E oggi, sulla base di tutti questi elementi, dovrebbe avere caratteristiche come queste:
– avere già avuto esperienze progettuali, per immaginare da subito se un percorso innovativo sia praticabile da parte dell’aziende, facendo loro risparmiare tempo e denaro;
– avere sensibilità “di mercato” per capire immediatamente se il progetto praticabile porti poi a conseguenze positive;
– avere la capacità di convincimento ed espositive per proporre alla propria azienda la strada dell’innovazione come fosse un proprio cliente e superare o abbattere il muro dell’”abbiamo sempre fatto così”, oppure proporla ad altri investitori e partner;
– avere la lucidità del ragioniere, per capire se è meglio cercare gli ingredienti innovativi fuori, oppure sono nascosti dentro l’azienda e basta solo tirarli fuori.
Oggi la distanza tra noi e le innovazioni è molto varia, perché possono venire dalla propria azienda, da omologhi o competitor, da università o centri di ricerca, oppure dall’estero. Eppure la distanza più importante da comprendere è quella che c’è tra l’investimento per ottenerle (misurabile) e la loro resa in termini economici e temporali.
ERRORI
Di fronte a questa prospettiva, l’azienda dovrebbe poi evitare alcuni errori molto comuni, come:
– innovare a tutti i costi, anche dove e quando non serve;
– lasciare l’innovazione, come un giocattolo, in mano al Ceo ed alle sue conferenze pubbliche;
– impedire il dialogo tra il proprio laboratorio innovativo (sempre più imprese ce l’hanno) e il resto della struttura;
– non agganciare l’innovazione a tutta l’azienda;
– rinunciare all’ascolto delle proprie professionalità interne migliori (spesso i manager dimenticati creano innovazioni nella aziende o nelle start up in cui scappano);
– tenere gli scout dell’innovazione chiusi in azienda, mentre imparano soprattutto muovendosi tra il dentro e fuori.

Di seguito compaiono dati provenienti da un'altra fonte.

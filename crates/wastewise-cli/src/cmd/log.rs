use super::open_store;
use crate::output::{kg, print_json, print_table};
use chrono::NaiveDate;
use clap::Subcommand;
use std::path::Path;
use wastewise_core::types::WasteLog;
use wastewise_core::validate::{LogInput, WasteInput};

#[derive(Subcommand)]
pub enum LogSubcommand {
    /// Record one day of waste for a user
    Add {
        /// Email of the household
        #[arg(long)]
        user: String,
        /// Day being logged (YYYY-MM-DD, default today)
        #[arg(long)]
        date: Option<NaiveDate>,
        #[arg(long, default_value = "0")]
        kitchen: f64,
        #[arg(long, default_value = "0")]
        plastic: f64,
        #[arg(long, default_value = "0")]
        paper: f64,
        #[arg(long, default_value = "0")]
        garden: f64,
    },
    /// List a user's logs, newest first
    List {
        #[arg(long)]
        user: String,
        /// Show at most N logs
        #[arg(long, value_name = "N")]
        limit: Option<usize>,
    },
}

pub fn run(root: &Path, subcmd: LogSubcommand, json: bool) -> anyhow::Result<()> {
    match subcmd {
        LogSubcommand::Add {
            user,
            date,
            kitchen,
            plastic,
            paper,
            garden,
        } => {
            let input = LogInput {
                date,
                waste: WasteInput {
                    kitchen_kg: kitchen,
                    plastic_kg: plastic,
                    paper_kg: paper,
                    garden_kg: garden,
                },
            };
            add(root, &user, input, json)
        }
        LogSubcommand::List { user, limit } => list(root, &user, limit, json),
    }
}

fn add(root: &Path, email: &str, input: LogInput, json: bool) -> anyhow::Result<()> {
    let (_, store) = open_store(root)?;
    let user = store.user_by_email(email)?;
    let record = input.validate(chrono::Utc::now().date_naive())?;
    let log = WasteLog::new(user.id, record);
    store.insert_waste_log(&log)?;

    if json {
        return print_json(&log);
    }
    println!(
        "Logged {} kg for {} on {}",
        kg(log.record.total_kg),
        user.email,
        log.record.date
    );
    Ok(())
}

fn list(root: &Path, email: &str, limit: Option<usize>, json: bool) -> anyhow::Result<()> {
    let (_, store) = open_store(root)?;
    let user = store.user_by_email(email)?;
    let mut logs = store.waste_logs_for(user.id)?;
    if let Some(n) = limit {
        logs.truncate(n);
    }

    if json {
        return print_json(&logs);
    }
    if logs.is_empty() {
        println!("No logs for {}.", user.email);
        return Ok(());
    }
    let rows = logs
        .iter()
        .map(|l| {
            let r = &l.record;
            vec![
                r.date.to_string(),
                kg(r.kitchen_kg),
                kg(r.plastic_kg),
                kg(r.paper_kg),
                kg(r.garden_kg),
                kg(r.total_kg),
            ]
        })
        .collect();
    print_table(
        &["DATE", "KITCHEN", "PLASTIC", "PAPER", "GARDEN", "TOTAL"],
        rows,
    );
    Ok(())
}
pub mod auth;
pub mod coach;
pub mod error;
pub mod routes;
pub mod state;

use std::path::Path;

use axum::routing::{get, post};
use axum::Router;
use tower_http::cors::{Any, CorsLayer};
use tower_http::trace::TraceLayer;

pub use state::AppState;

/// Build the axum Router with all API routes and middleware.
/// Used by `serve()` and available for integration testing.
pub fn build_router(app_state: AppState) -> Router {
    let cors = CorsLayer::new()
        .allow_origin(Any)
        .allow_methods(Any)
        .allow_headers(Any);

    Router::new()
        .route("/api/health", get(routes::health::health))
        // Conversion engine
        .route(
            "/api/calculations",
            get(routes::calculations::list_calculations)
                .post(routes::calculations::create_calculation),
        )
        .route(
            "/api/calculations/preview",
            post(routes::calculations::preview_calculation),
        )
        // Daily logs and nudges
        .route(
            "/api/waste-logs",
            get(routes::waste_logs::list_waste_logs).post(routes::waste_logs::create_waste_log),
        )
        .route("/api/nudges", get(routes::nudges::get_nudges))
        // Eco points and store
        .route(
            "/api/ecopoints",
            get(routes::ecopoints::get_ecopoints).post(routes::ecopoints::award_ecopoints),
        )
        .route(
            "/api/ecostore",
            get(routes::ecostore::list_products).post(routes::ecostore::purchase_product),
        )
        // Community
        .route(
            "/api/locations",
            get(routes::locations::list_locations).post(routes::locations::create_location),
        )
        .route(
            "/api/events",
            get(routes::events::list_events).post(routes::events::create_event),
        )
        // Coach
        .route("/api/coach", post(routes::coach::ask_coach))
        .layer(TraceLayer::new_for_http())
        .layer(cors)
        .with_state(app_state)
}

/// Start the WasteWise API server for the project at `root`.
pub async fn serve(root: &Path, port: u16) -> anyhow::Result<()> {
    let app_state = AppState::open(root)?;
    let addr = format!("{}:{port}", app_state.config.server.bind);
    let listener = tokio::net::TcpListener::bind(&addr).await?;
    serve_on(app_state, listener).await
}

/// Start the server on a pre-bound listener.
///
/// Unlike `serve`, this accepts a `TcpListener` that was already bound so the
/// caller can read the actual port before starting (useful when `port = 0` and
/// the OS picks a free port).
pub async fn serve_on(app_state: AppState, listener: tokio::net::TcpListener) -> anyhow::Result<()> {
    let actual_port = listener.local_addr()?.port();
    let backend = app_state.coach.name();
    let app = build_router(app_state);

    tracing::info!(coach = backend, "WasteWise API listening on http://localhost:{actual_port}");

    axum::serve(listener, app)
        .with_graceful_shutdown(shutdown_signal())
        .await?;
    Ok(())
}

async fn shutdown_signal() {
    if let Err(e) = tokio::signal::ctrl_c().await {
        tracing::warn!(error = %e, "failed to listen for ctrl-c");
        std::future::pending::<()>().await;
    }
    tracing::info!("shutting down");
}
use crate::calc::ConversionResult;
use crate::types::{EcoPointEntry, Purchase};
use serde::{Deserialize, Serialize};

pub const DEFAULT_POINTS_PER_KG: f64 = 10.0;
pub const WASTE_TRACKING_ACTIVITY: &str = "waste_tracking";
pub const GENERAL_ACTIVITY: &str = "general";

/// Points awarded for tracking `total_kg` of waste.
pub fn points_for_waste(total_kg: f64, points_per_kg: f64) -> i64 {
    (total_kg * points_per_kg).round() as i64
}

/// Ledger description written when a calculation is saved.
pub fn tracking_activity(total_kg: f64, result: &ConversionResult) -> String {
    format!(
        "Tracked {:.1}kg of waste - Biogas: {:.1}L, CO₂ saved: {:.1}kg",
        total_kg, result.biogas_liters, result.co2_reduction_kg
    )
}

#[derive(Debug, Clone, Copy, PartialEq, Eq, Default, Serialize, Deserialize)]
#[serde(rename_all = "camelCase")]
pub struct Balance {
    pub total_earned: i64,
    pub total_spent: i64,
    pub available_points: i64,
}

impl Balance {
    pub fn compute<'a>(
        earned: impl IntoIterator<Item = &'a EcoPointEntry>,
        purchases: impl IntoIterator<Item = &'a Purchase>,
    ) -> Self {
        let total_earned: i64 = earned.into_iter().map(|e| e.points).sum();
        let total_spent: i64 = purchases.into_iter().map(|p| p.points_spent).sum();
        Self {
            total_earned,
            total_spent,
            available_points: total_earned - total_spent,
        }
    }

    pub fn can_afford(&self, cost: i64) -> bool {
        self.available_points >= cost
    }
}
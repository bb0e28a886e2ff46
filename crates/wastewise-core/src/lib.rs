pub mod calc;
pub mod coach;
pub mod config;
pub mod ecopoints;
pub mod error;
pub mod geo;
pub mod io;
pub mod nudge;
pub mod paths;
pub mod seed;
pub mod store;
pub mod types;
pub mod validate;

pub use error::{Result, WasteError};
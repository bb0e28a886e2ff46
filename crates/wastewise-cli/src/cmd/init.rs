use anyhow::Context;
use std::path::Path;
use wastewise_core::config::Config;
use wastewise_core::store::Store;
use wastewise_core::{io, paths};

pub fn run(root: &Path) -> anyhow::Result<()> {
    println!("Initializing WasteWise in: {}", root.display());

    let data_dir = paths::data_dir(root);
    io::ensure_dir(&data_dir)
        .with_context(|| format!("failed to create {}", data_dir.display()))?;

    let yaml = serde_yaml::to_string(&Config::default())?;
    if io::write_if_missing(&paths::config_path(root), yaml.as_bytes())
        .context("failed to write config.yaml")?
    {
        println!("  created: {}", paths::CONFIG_FILE);
    } else {
        println!("  exists:  {}", paths::CONFIG_FILE);
    }

    let db_path = paths::database_path(root);
    let existed = db_path.exists();
    Store::open(&db_path).context("failed to create database")?;
    if existed {
        println!("  exists:  {}", paths::DATABASE_FILE);
    } else {
        println!("  created: {}", paths::DATABASE_FILE);
    }

    println!("\nNext: `wastewise user add --email you@example.com --name You` or `wastewise seed`.");
    Ok(())
}
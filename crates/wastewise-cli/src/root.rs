use std::path::{Path, PathBuf};

use wastewise_core::paths::DATA_DIR;

/// Resolve the WasteWise root directory.
///
/// Priority:
/// 1. `--root` flag / `WASTEWISE_ROOT` env var (passed in as `explicit`)
/// 2. Walk upward from `cwd` looking for `.wastewise/`
/// 3. Fall back to `cwd`
pub fn resolve_root(explicit: Option<&Path>) -> PathBuf {
    if let Some(p) = explicit {
        return p.to_path_buf();
    }
    let cwd = std::env::current_dir().unwrap_or_else(|_| PathBuf::from("."));
    find_data_root(&cwd).unwrap_or(cwd)
}

fn find_data_root(start: &Path) -> Option<PathBuf> {
    start
        .ancestors()
        .find(|dir| dir.join(DATA_DIR).is_dir())
        .map(Path::to_path_buf)
}

#[cfg(test)]
mod tests {
    use super::*;
    use tempfile::TempDir;

    #[test]
    fn explicit_root_wins() {
        let dir = TempDir::new().unwrap();
        let result = resolve_root(Some(dir.path()));
        assert_eq!(result, dir.path());
    }

    #[test]
    fn finds_data_dir_from_subdirectory() {
        let dir = TempDir::new().unwrap();
        std::fs::create_dir_all(dir.path().join(DATA_DIR)).unwrap();
        let subdir = dir.path().join("kitchen/logs");
        std::fs::create_dir_all(&subdir).unwrap();
        assert_eq!(find_data_root(&subdir), Some(dir.path().to_path_buf()));
    }

    #[test]
    fn no_data_dir_means_none() {
        let dir = TempDir::new().unwrap();
        let subdir = dir.path().join("empty");
        std::fs::create_dir_all(&subdir).unwrap();
        assert!(find_data_root(&subdir)
            .map(|p| !p.starts_with(dir.path()))
            .unwrap_or(true));
    }
}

Tra tutte queste possibilità di scelta, alcune restano poi imprescindibili. Perché deve restare chiaro il motivo per cui si innova. Spesso ci si illude di cambiare il mondo, dimenticando che fatturato (nuovi mercati e nuovi prodotti), utili (efficienza) ed equilibrio (continuità) sono gli unici elementi che tengono in piedi un’impresa.
E il grande vantaggio qual è?
Che oggi gli scout dell’innovazione non si possono ancora comprare, ma si possono solo formare.